Вдруг? А может быть, вовсе не вдруг? Разве не угнетала его тишина в собственном доме? После дежурства (если не устанет до смерти) он не спешил домой — бродил по городу, а то, бывало, зайдет к кому-то или привезет кого-то к себе, чтобы не оставаться одному. С таким настроением, может, разумнее было закатиться на юг, смешаться с курортной толпой, а не ехать сюда. Но нельзя же до бесконечности трепать и без того истрепанные нервы, ему нужен отдых, покой, все то, что может дать Уж-озеро, по которому он блуждает сейчас в тумане и тьме, как Летучий голландец. Гребок, еще гребок… Автоматически, как машина…
Возможно, это и правда началось с того памятного дня рождения? В конце концов, с чего-то же это началось, ведь вначале Рудольф, наоборот, был просто опьянен своей неограниченной свободой, независимостью, тем, что ему не нужно больше изворачиваться, лгать… С Рутой он разошелся из-за женщины, хотя слово «женщина» не очень подходило к Иренке, которую он называл ребенком; несмотря на свои двадцать лет, она действительно выглядела подростком — большеглазая, длинноногая, угловатая, скорее некрасивая, чем миловидная.

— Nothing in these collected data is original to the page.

impl<'a> Expander<'a> {
    pub fn new(api: &'a VmApi, isolate_id: &'a str, options: FormatOptions) -> Self {
        Self {
            api,
            isolate_id,
            options,
        }
    }

    /// Render a raw VM value (instance or sentinel).
    pub async fn node(
        &self,
        name: String,
        value: &Value,
        evaluate_name: Option<String>,
    ) -> Result<VariableNode, DapError> {
        if value.get("type").and_then(Value::as_str) == Some("Sentinel") {
            let text = value
                .get("valueAsString")
                .and_then(Value::as_str)
                .unwrap_or("<unavailable>");
            return Ok(VariableNode::leaf(name, text));
        }
        match instance_of(value) {
            Some(instance) => self.instance_node(name, instance, evaluate_name).await,
            None => Ok(VariableNode::leaf(name, "<unknown>")),
        }
    }

    pub async fn instance_node(
        &self,
        name: String,
        instance: InstanceRef,
        evaluate_name: Option<String>,
    ) -> Result<VariableNode, DapError> {
        let mut value = format_instance(&instance, Some(self.options.max_string_length));
        if self.options.evaluate_to_string && instance.kind == InstanceKind::PlainInstance {
            if let Some(preview) = self.to_string_preview(&instance).await? {
                value = format!("{value} ({preview})");
            }
        }
        let type_name = match instance.kind {
            InstanceKind::Null => Some("Null".to_string()),
            _ => instance.class_ref.as_ref().map(|c| c.name.clone()),
        };
        let children = has_children(&instance).then(|| VariableRef::Instance {
            instance: instance.clone(),
            evaluate_name: evaluate_name.clone(),
        });
        Ok(VariableNode {
            name,
            value,
            type_name,
            indexed: indexed_count(&instance),
            evaluate_name,
            children,
        })
    }

    async fn to_string_preview(&self, instance: &InstanceRef) -> Result<Option<String>, DapError> {
        let Some(id) = instance.id.as_deref() else {
            return Ok(None);
        };
        match self.api.evaluate(self.isolate_id, id, "toString()").await {
            Ok(EvalResult::Instance(text)) if text.kind == InstanceKind::String => {
                let text = text.value_as_string.unwrap_or_default();
                if text.starts_with("Instance of '") {
                    Ok(None)
                } else {
                    let (shown, cut) = truncate_chars(&text, self.options.max_string_length);
                    let marker = if cut { ELLIPSIS } else { "" };
                    Ok(Some(format!("{}{marker}", escape_for_display(shown))))
                }
            }
            Err(e) if e.is_connection_lost() => Err(e.into()),
            _ => Ok(None),
        }
    }

    /// Replace a VM-truncated string with its full value.
    pub async fn expand_string(&self, instance: InstanceRef) -> Result<InstanceRef, DapError> {
        if instance.kind != InstanceKind::String || !instance.value_as_string_is_truncated {
            return Ok(instance);
        }
        let Some(id) = instance.id.as_deref() else {
            return Ok(instance);
        };
        let full = self
            .api
            .get_instance(self.isolate_id, id, Some(0), instance.length)
            .await?;
        Ok(full.reference)
    }

    /// Expand `reference`. `start`/`count` page indexed collections.
    pub async fn children(
        &self,
        reference: &VariableRef,
        start: Option<i64>,
        count: Option<i64>,
    ) -> Result<Vec<VariableNode>, DapError> {
        match reference {
            VariableRef::Locals { frame_index } => self.locals(*frame_index).await,
            VariableRef::Exception { exception } => Ok(vec![
                self.instance_node("$e".into(), exception.clone(), Some("$e".into()))
                    .await?,
            ]),
            VariableRef::Instance {
                instance,
                evaluate_name,
            } => {
                self.instance_children(instance, evaluate_name.as_deref(), start, count)
                    .await
            }
            VariableRef::MapEntry {
                key,
                value,
                parent_evaluate_name,
            } => {
                let key_node = self.node("key".into(), key, None).await?;
                let value_evaluate_name = parent_evaluate_name.as_ref().and_then(|parent| {
                    instance_of(key)
                        .as_ref()
                        .and_then(literal_key)
                        .map(|literal| format!("{parent}[{literal}]"))
                });
                let value_node = self.node("value".into(), value, value_evaluate_name).await?;
                Ok(vec![key_node, value_node])
            }
        }
    }

    async fn locals(&self, frame_index: usize) -> Result<Vec<VariableNode>, DapError> {
        let stack = self
            .api
            .get_stack(self.isolate_id, Some(frame_index + 1))
            .await?;
        let frame = stack.frames.into_iter().nth(frame_index).ok_or_else(|| {
            DapError::Protocol(format!("frame {frame_index} is no longer on the stack"))
        })?;
        let mut nodes = Vec::with_capacity(frame.vars.len());
        for var in frame.vars.iter().filter(|v| !is_type_binding(v)) {
            nodes.push(
                self.node(var.name.clone(), &var.value, Some(var.name.clone()))
                    .await?,
            );
        }
        Ok(nodes)
    }

    async fn instance_children(
        &self,
        instance: &InstanceRef,
        evaluate_name: Option<&str>,
        start: Option<i64>,
        count: Option<i64>,
    ) -> Result<Vec<VariableNode>, DapError> {
        let Some(id) = instance.id.as_deref() else {
            return Ok(Vec::new());
        };
        let paged = matches!(
            instance.kind,
            InstanceKind::List | InstanceKind::TypedData(_) | InstanceKind::Map | InstanceKind::Set
        );
        let (offset, count) = if paged {
            (start.filter(|s| *s > 0), count.filter(|c| *c > 0))
        } else {
            (None, None)
        };
        let full = self.api.get_instance(self.isolate_id, id, offset, count).await?;
        let base = full.offset.or(offset).unwrap_or(0);
        let mut nodes = Vec::new();

        match &instance.kind {
            InstanceKind::List | InstanceKind::TypedData(_) | InstanceKind::Set => {
                let is_set = instance.kind == InstanceKind::Set;
                for (i, element) in full.elements.iter().flatten().enumerate() {
                    let index = base + i as i64;
                    let child_name = evaluate_name.map(|parent| {
                        if is_set {
                            format!("{parent}.elementAt({index})")
                        } else {
                            format!("{parent}[{index}]")
                        }
                    });
                    nodes.push(self.node(format!("[{index}]"), element, child_name).await?);
                }
            }
            InstanceKind::Map => {
                for association in full.associations.iter().flatten() {
                    let max = Some(self.options.max_string_length);
                    let key = instance_of(&association.key)
                        .map(|k| format_instance(&k, max))
                        .unwrap_or_else(|| "<unknown>".into());
                    let value = instance_of(&association.value)
                        .map(|v| format_instance(&v, max))
                        .unwrap_or_else(|| "<unknown>".into());
                    nodes.push(VariableNode {
                        name: String::new(),
                        value: format!("{key} -> {value}"),
                        type_name: None,
                        evaluate_name: None,
                        children: Some(VariableRef::MapEntry {
                            key: association.key.clone(),
                            value: association.value.clone(),
                            parent_evaluate_name: evaluate_name.map(str::to_string),
                        }),
                        indexed: None,
                    });
                }
            }
            _ => {
                let mut seen = BTreeSet::new();
                for field in &full.fields {
                    let name = field.field_name();
                    let child_name = evaluate_name.map(|parent| format!("{parent}.{name}"));
                    seen.insert(name.clone());
                    nodes.push(self.node(name, &field.value, child_name).await?);
                }
                let has_getters =
                    matches!(instance.kind, InstanceKind::PlainInstance | InstanceKind::Other(_));
                if self.options.evaluate_getters && has_getters {
                    let getters = self.getter_names(full.reference.class_ref.as_ref()).await?;
                    for getter in getters.into_iter().filter(|g| !seen.contains(g)) {
                        nodes.push(self.getter_node(id, getter, evaluate_name).await?);
                    }
                }
            }
        }
        Ok(nodes)
    }

    async fn getter_node(
        &self,
        instance_id: &str,
        getter: String,
        evaluate_name: Option<&str>,
    ) -> Result<VariableNode, DapError> {
        let child_name = evaluate_name.map(|parent| format!("{parent}.{getter}"));
        match self.api.evaluate(self.isolate_id, instance_id, &getter).await {
            Ok(EvalResult::Instance(value)) => self.instance_node(getter, value, child_name).await,
            Ok(EvalResult::Error(error)) => Ok(VariableNode::leaf(getter, error.message)),
            Ok(EvalResult::Sentinel(text)) => Ok(VariableNode::leaf(getter, text)),
            Err(e) if e.is_connection_lost() => Err(e.into()),
            Err(e) => Ok(VariableNode::leaf(getter, vm_error_message(&e))),
        }
    }

    async fn getter_names(&self, class: Option<&ClassRef>) -> Result<BTreeSet<String>, DapError> {
        let mut names = BTreeSet::new();
        let mut next = class.map(|c| c.id.clone());
        for _ in 0..MAX_CLASS_DEPTH {
            let Some(class_id) = next.take() else {
                break;
            };
            let class = match self.api.get_class(self.isolate_id, &class_id).await {
                Ok(class) => class,
                Err(e) if e.is_connection_lost() => return Err(e.into()),
                Err(e) => {
                    tracing::debug!("cannot read class {class_id}: {e}");
                    break;
                }
            };
            if class.name == "Object" {
                break;
            }
            names.extend(
                class
                    .functions
                    .into_iter()
                    .filter(|f| !f.is_static && is_user_getter(f.kind.as_deref(), f.is_getter))
                    .map(|f| f.name),
            );
            next = class.super_class.map(|c| c.id);
        }
        Ok(names)
    }
}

Если считать, что студенты-медики делятся, в общем, на энтузиастов и циников, то Ирена безусловно была из числа первых и в Рудольфе Сниедзе видела свой идеал. Это было смешно, однако и лестно. В его жизни она не играла никакой роли, с самого начала он знал, что это лишь эпизод, что Ирена — одна из многих и потом сольется в памяти с ей подобными. Тем не менее разразился банальный семейный скандал, подробности которого даже вспоминать не хотелось. Больше всего его поразило тогда, как может Рута ревновать его именно к Иренке, к этой долговязой невзрачной девчонке, одержимой идеей женской эмансипации. Такая ревность в его глазах страдала элементарным, поразительным отсутствием логики.
«Но ведь это так… невинно!»
«Невинно? Какой ты все-таки циник!»
Гребок, гребок, гребок… Зашелестел камыш о борт лодки, и Рудольф увидел крутой берег, выплывший из тумана желтым клубящимся облаком. Рудольф понятия не имел, где он находится, — ни освещенных окон, ни хутора, ни мостков на берегу не было видно, только размытые контуры деревьев и полная, стерильная тишина, не нарушаемая ни единым звуком. Вскоре и след лодки на воде затянулся, плоскодонка будто вмерзла в серо-синий осенний лед. Влажный тяжелый воздух покрыл все блестящим, сырым и словно бы еще липким лаком — настил, весла, туфли, куртку, шапку; он провел ладонью по лицу — да, и лицо тоже. Сухая ладонь на мокрой прохладной щеке казалась горячей.